## Exercise instructions
Start at the top and transcribe every record through the final line exactly.

## Data under study
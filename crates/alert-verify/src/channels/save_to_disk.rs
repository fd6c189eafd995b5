use crate::{
    poll_until_matched, NotificationVerifier, Patterns, RemoteErrorPolicy, RemoteMachine, Result,
    Schedule, Verified, VerifyConfig,
};
use alert_request::NotificationChannel;

/// SaveToDiskVerifier reads the newest notification saved under the alert's
/// folder of the CommServe's alerts directory. It waits one interval
/// before the first attempt.
pub struct SaveToDiskVerifier<'a> {
    machine: &'a dyn RemoteMachine,
    alert_folder: String,
    schedule: Schedule,
    remote_errors: RemoteErrorPolicy,
}

impl<'a> SaveToDiskVerifier<'a> {
    pub fn new(
        machine: &'a dyn RemoteMachine,
        install_directory: &str,
        alert_name: &str,
        config: &VerifyConfig,
    ) -> Self {
        let schedule = config.schedule();

        Self {
            machine,
            alert_folder: format!("{install_directory}\\alerts\\{alert_name}"),
            schedule: schedule.with_initial_delay(schedule.interval),
            remote_errors: config.save_to_disk.remote_errors,
        }
    }

    async fn check_once(&self, patterns: &Patterns) -> anyhow::Result<bool> {
        let Some(latest) = self.machine.latest_timestamped_entry(&self.alert_folder).await? else {
            return Ok(false);
        };
        let files = self.machine.list_files(&latest).await?;

        let Some(file) = files.first() else {
            return Ok(false);
        };
        let body = self.machine.read_file(file).await?;

        Ok(patterns.matches_all(&body))
    }
}

#[async_trait::async_trait]
impl NotificationVerifier for SaveToDiskVerifier<'_> {
    fn channel(&self) -> NotificationChannel {
        NotificationChannel::SaveToDisk
    }

    #[tracing::instrument(skip_all, fields(channel = %NotificationChannel::SaveToDisk))]
    async fn poll(&self, patterns: &Patterns) -> Result<Verified> {
        poll_until_matched(
            NotificationChannel::SaveToDisk,
            &self.schedule,
            self.remote_errors,
            move |_| self.check_once(patterns),
        )
        .await
    }
}
//! Suspend / resume / cancel flags shared between the runner, its driver task and transfers.

use std::sync::Arc;
use tokio::sync::watch;

/// Snapshot of the run's control flags.
#[derive(Debug, Clone, Copy, Default, PartialEq, Eq)]
pub struct ControlState {
    /// No new jobs start while set; in-flight jobs keep running.
    pub suspended: bool,
    /// Pending jobs are dropped and transfers asked to stop.
    pub cancelled: bool,
}

/// Cloneable handle to the control flags of a [`JobRunner`](super::JobRunner).
///
/// Backed by a `watch` channel so the driver loop can sleep until the flags change.
#[derive(Clone)]
pub struct RunControl {
    state: Arc<watch::Sender<ControlState>>,
}

impl Default for RunControl {
    fn default() -> Self {
        Self::new()
    }
}

impl RunControl {
    pub fn new() -> Self {
        let (tx, _rx) = watch::channel(ControlState::default());
        Self {
            state: Arc::new(tx),
        }
    }

    /// Stop starting new jobs. Already-running jobs continue to completion.
    pub fn suspend(&self) {
        self.state.send_modify(|s| s.suspended = true);
        tracing::info!("runner suspended");
    }

    /// Allow new jobs to start again.
    pub fn resume(&self) {
        self.state.send_modify(|s| s.suspended = false);
        tracing::info!("runner resumed");
    }

    /// Best-effort stop of pending and in-flight jobs. Late events may still arrive.
    pub fn cancel_all(&self) {
        self.state.send_modify(|s| s.cancelled = true);
        tracing::info!("runner cancellation requested");
    }

    pub fn is_suspended(&self) -> bool {
        self.state.borrow().suspended
    }

    pub fn is_cancelled(&self) -> bool {
        self.state.borrow().cancelled
    }

    pub fn snapshot(&self) -> ControlState {
        *self.state.borrow()
    }

    pub(crate) fn subscribe(&self) -> watch::Receiver<ControlState> {
        self.state.subscribe()
    }

    /// Reset per-run flags at the start of a new run.
    pub(crate) fn begin_run(&self) {
        self.state.send_modify(|s| *s = ControlState::default());
    }
}
//! Library loading errors.

use std::path::PathBuf;
use thiserror::Error;

#[derive(Debug, Error)]
pub enum LibraryError {
    #[error("read catalog {path}: {source}")]
    Read {
        path: PathBuf,
        #[source]
        source: std::io::Error,
    },
    #[error("parse catalog {path}: {source}")]
    Parse {
        path: PathBuf,
        #[source]
        source: serde_json::Error,
    },
    #[error("duplicate asset id in catalog: {0}")]
    DuplicateId(String),
    #[error("asset with empty id in catalog")]
    EmptyId,
}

## Answer box
filename crates/alert-verify/src/channels/save_to_disk.rs
repository fd6c189eafd995b5
use crate::{
    poll_until_matched, NotificationVerifier, Patterns, RemoteErrorPolicy, RemoteMachine, Result,
    Schedule, Verified, VerifyConfig,
};
use alert_request::NotificationChannel;

/// SaveToDiskVerifier reads the newest notification saved under the alert's
/// folder of the CommServe's alerts directory. It waits one interval
/// before the first attempt.
pub struct SaveToDiskVerifier<'a> {
    machine: &'a dyn RemoteMachine,
    alert_folder: String,
    schedule: Schedule,
    remote_errors: RemoteErrorPolicy,
}

impl<'a> SaveToDiskVerifier<'a> {
    pub fn new(
        machine: &'a dyn RemoteMachine,
        install_directory: &str,
        alert_name: &str,
        config: &VerifyConfig,
    ) -> Self {
        let schedule = config.schedule();

        Self {
            machine,
            alert_folder: format!("{install_directory}\\alerts\\{alert_name}"),
            schedule: schedule.with_initial_delay(schedule.interval),
            remote_errors: config.save_to_disk.remote_errors,
        }
    }

    async fn check_once(&self, patterns: &Patterns) -> anyhow::Result<bool> {
        let Some(latest) = self.machine.latest_timestamped_entry(&self.alert_folder).await? else {
            return Ok(false);
        };
        let files = self.machine.list_files(&latest).await?;

        let Some(file) = files.first() else {
            return Ok(false);
        };
        let body = self.machine.read_file(file).await?;

        Ok(patterns.matches_all(&body))
    }
}

#[async_trait::async_trait]
impl NotificationVerifier for SaveToDiskVerifier<'_> {
    fn channel(&self) -> NotificationChannel {
        NotificationChannel::SaveToDisk
    }

    #[tracing::instrument(skip_all, fields(channel = %NotificationChannel::SaveToDisk))]
    async fn poll(&self, patterns: &Patterns) -> Result<Verified> {
        poll_until_matched(
            NotificationChannel::SaveToDisk,
            &self.schedule,
            self.remote_errors,
            move |_| self.check_once(patterns),
        )
        .await
    }
}
//! Suspend / resume / cancel flags shared between the runner, its driver task and transfers.

use std::sync::Arc;
use tokio::sync::watch;

/// Snapshot of the run's control flags.
#[derive(Debug, Clone, Copy, Default, PartialEq, Eq)]
pub struct ControlState {
    /// No new jobs start while set; in-flight jobs keep running.
    pub suspended: bool,
    /// Pending jobs are dropped and transfers asked to stop.
    pub cancelled: bool,
}

/// Cloneable handle to the control flags of a [`JobRunner`](super::JobRunner).
///
/// Backed by a `watch` channel so the driver loop can sleep until the flags change.
#[derive(Clone)]
pub struct RunControl {
    state: Arc<watch::Sender<ControlState>>,
}

impl Default for RunControl {
    fn default() -> Self {
        Self::new()
    }
}

impl RunControl {
    pub fn new() -> Self {
        let (tx, _rx) = watch::channel(ControlState::default());
        Self {
            state: Arc::new(tx),
        }
    }

    /// Stop starting new jobs. Already-running jobs continue to completion.
    pub fn suspend(&self) {
        self.state.send_modify(|s| s.suspended = true);
        tracing::info!("runner suspended");
    }

    /// Allow new jobs to start again.
    pub fn resume(&self) {
        self.state.send_modify(|s| s.suspended = false);
        tracing::info!("runner resumed");
    }

    /// Best-effort stop of pending and in-flight jobs. Late events may still arrive.
    pub fn cancel_all(&self) {
        self.state.send_modify(|s| s.cancelled = true);
        tracing::info!("runner cancellation requested");
    }

    pub fn is_suspended(&self) -> bool {
        self.state.borrow().suspended
    }

    pub fn is_cancelled(&self) -> bool {
        self.state.borrow().cancelled
    }

    pub fn snapshot(&self) -> ControlState {
        *self.state.borrow()
    }

    pub(crate) fn subscribe(&self) -> watch::Receiver<ControlState> {
        self.state.subscribe()
    }

    /// Reset per-run flags at the start of a new run.
    pub(crate) fn begin_run(&self) {
        self.state.send_modify(|s| *s = ControlState::default());
    }
}
//! Library loading errors.

use std::path::PathBuf;
use thiserror::Error;

#[derive(Debug, Error)]
pub enum LibraryError {
    #[error("read catalog {path}: {source}")]
    Read {
        path: PathBuf,
        #[source]
        source: std::io::Error,
    },
    #[error("parse catalog {path}: {source}")]
    Parse {
        path: PathBuf,
        #[source]
        source: serde_json::Error,
    },
    #[error("duplicate asset id in catalog: {0}")]
    DuplicateId(String),
    #[error("asset with empty id in catalog")]
    EmptyId,
}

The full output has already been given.